If the EV was parked, or rolling downhill a wind turbine could be used to top
up the battery pack. 

Don't you think.?

It could be designed so that air bypass the turbine when the battery pack is
being used to move the EV, so no dragging effect. 

--
View this message in context: http://electric-vehicle-discussion-list.413529.n4.nabble.com/On-board-wind-turbine-top-up-batt-pack-tp3504478p3504478.html
Sent from the Electric Vehicle Discussion List mailing list archive at Nabble.com.

_______________________________________________
| REPLYING: address your message to [email protected] only.
| Multiple-address or CCed messages may be rejected.
| UNSUBSCRIBE: http://www.evdl.org/help/index.html#usub
| OTHER HELP: http://evdl.org/help/
| OPTIONS: http://lists.sjsu.edu/mailman/listinfo/ev


----------



## EVDL List (Jul 27, 2007)

Sure, but I doubt it'd be worth the money or man-power that would
require to make it happen.

Do some rough estimations based on how much power comes off a wind
turbine at ground level and you'll see why.
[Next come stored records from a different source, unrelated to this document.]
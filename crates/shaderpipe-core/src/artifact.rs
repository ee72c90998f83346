//! Shader artifacts flowing between pipeline steps.
//!
//! A [`ShaderCode`] is a language-tagged payload that is either text (HLSL
//! source, GLSL emitted by a cross compiler) or binary (DXBC, DXIL, SPIR-V
//! modules). Binary payloads serialize as base64 so results can be emitted as
//! JSON.

use serde::{Deserialize, Serialize};

/// Representation of an artifact's payload.
#[derive(Debug, Clone, Copy, PartialEq, Eq, Serialize, Deserialize)]
#[serde(rename_all = "snake_case")]
pub enum CodeType {
    Text,
    Binary,
}

/// Text or binary content.
#[derive(Debug, Clone, PartialEq, Eq, Serialize, Deserialize)]
#[serde(tag = "code_type", content = "value", rename_all = "snake_case")]
pub enum Payload {
    Text(String),
    Binary(#[serde(with = "base64_bytes")] Vec<u8>),
}

impl Payload {
    /// Which representation this payload uses.
    pub fn code_type(&self) -> CodeType {
        match self {
            Self::Text(_) => CodeType::Text,
            Self::Binary(_) => CodeType::Binary,
        }
    }

    /// The text content, if this is a text payload.
    pub fn as_text(&self) -> Option<&str> {
        match self {
            Self::Text(text) => Some(text),
            Self::Binary(_) => None,
        }
    }

    /// Raw bytes of the payload (UTF-8 for text).
    pub fn as_bytes(&self) -> &[u8] {
        match self {
            Self::Text(text) => text.as_bytes(),
            Self::Binary(bytes) => bytes,
        }
    }

    /// Payload size in bytes.
    pub fn len(&self) -> usize {
        self.as_bytes().len()
    }

    pub fn is_empty(&self) -> bool {
        self.len() == 0
    }
}

/// A language-tagged artifact.
#[derive(Debug, Clone, PartialEq, Eq, Serialize, Deserialize)]
pub struct ShaderCode {
    /// Opaque language tag, e.g. `"HLSL"` or `"SPIR-V"`.
    pub language: String,
    /// The content.
    pub payload: Payload,
}

impl ShaderCode {
    /// Create a text artifact.
    pub fn text(language: impl Into<String>, text: impl Into<String>) -> Self {
        Self {
            language: language.into(),
            payload: Payload::Text(text.into()),
        }
    }

    /// Create a binary artifact.
    pub fn binary(language: impl Into<String>, bytes: impl Into<Vec<u8>>) -> Self {
        Self {
            language: language.into(),
            payload: Payload::Binary(bytes.into()),
        }
    }

    pub fn language(&self) -> &str {
        &self.language
    }

    pub fn code_type(&self) -> CodeType {
        self.payload.code_type()
    }

    pub fn as_text(&self) -> Option<&str> {
        self.payload.as_text()
    }

    pub fn as_bytes(&self) -> &[u8] {
        self.payload.as_bytes()
    }
}

mod base64_bytes {
    use base64::{Engine, engine::general_purpose::STANDARD};
    use serde::{Deserialize, Deserializer, Serializer};

    pub fn serialize<S: Serializer>(bytes: &[u8], serializer: S) -> Result<S::Ok, S::Error> {
        serializer.serialize_str(&STANDARD.encode(bytes))
    }

    pub fn deserialize<'de, D: Deserializer<'de>>(deserializer: D) -> Result<Vec<u8>, D::Error> {
        let encoded = String::deserialize(deserializer)?;
        STANDARD
            .decode(encoded.as_bytes())
            .map_err(serde::de::Error::custom)
    }
}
> hi-tech <[email protected]> wrote:
> > If the EV was parked, or rolling downhill a wind turbine could be used to top
> > up the battery pack.
> >
> ...


----------



## EVDL List (Jul 27, 2007)

Top off? No. Put some meager amount back in? Sure but it would be very little
unless it was a really really really long hill and even at that it would not
put much back as the time involved would be short and you'd have to have
your generator provide enough voltage to charge. Some little 24 volt 1/2 amp
sort of wind mill thing would not do the job. Unless of course your pack was
24 volts or something like that. It's not that it can't be done to put a
little back in but the expense at doing such would be just crazy. It's hard
enough to find room for your batteries let alone a wind generator. 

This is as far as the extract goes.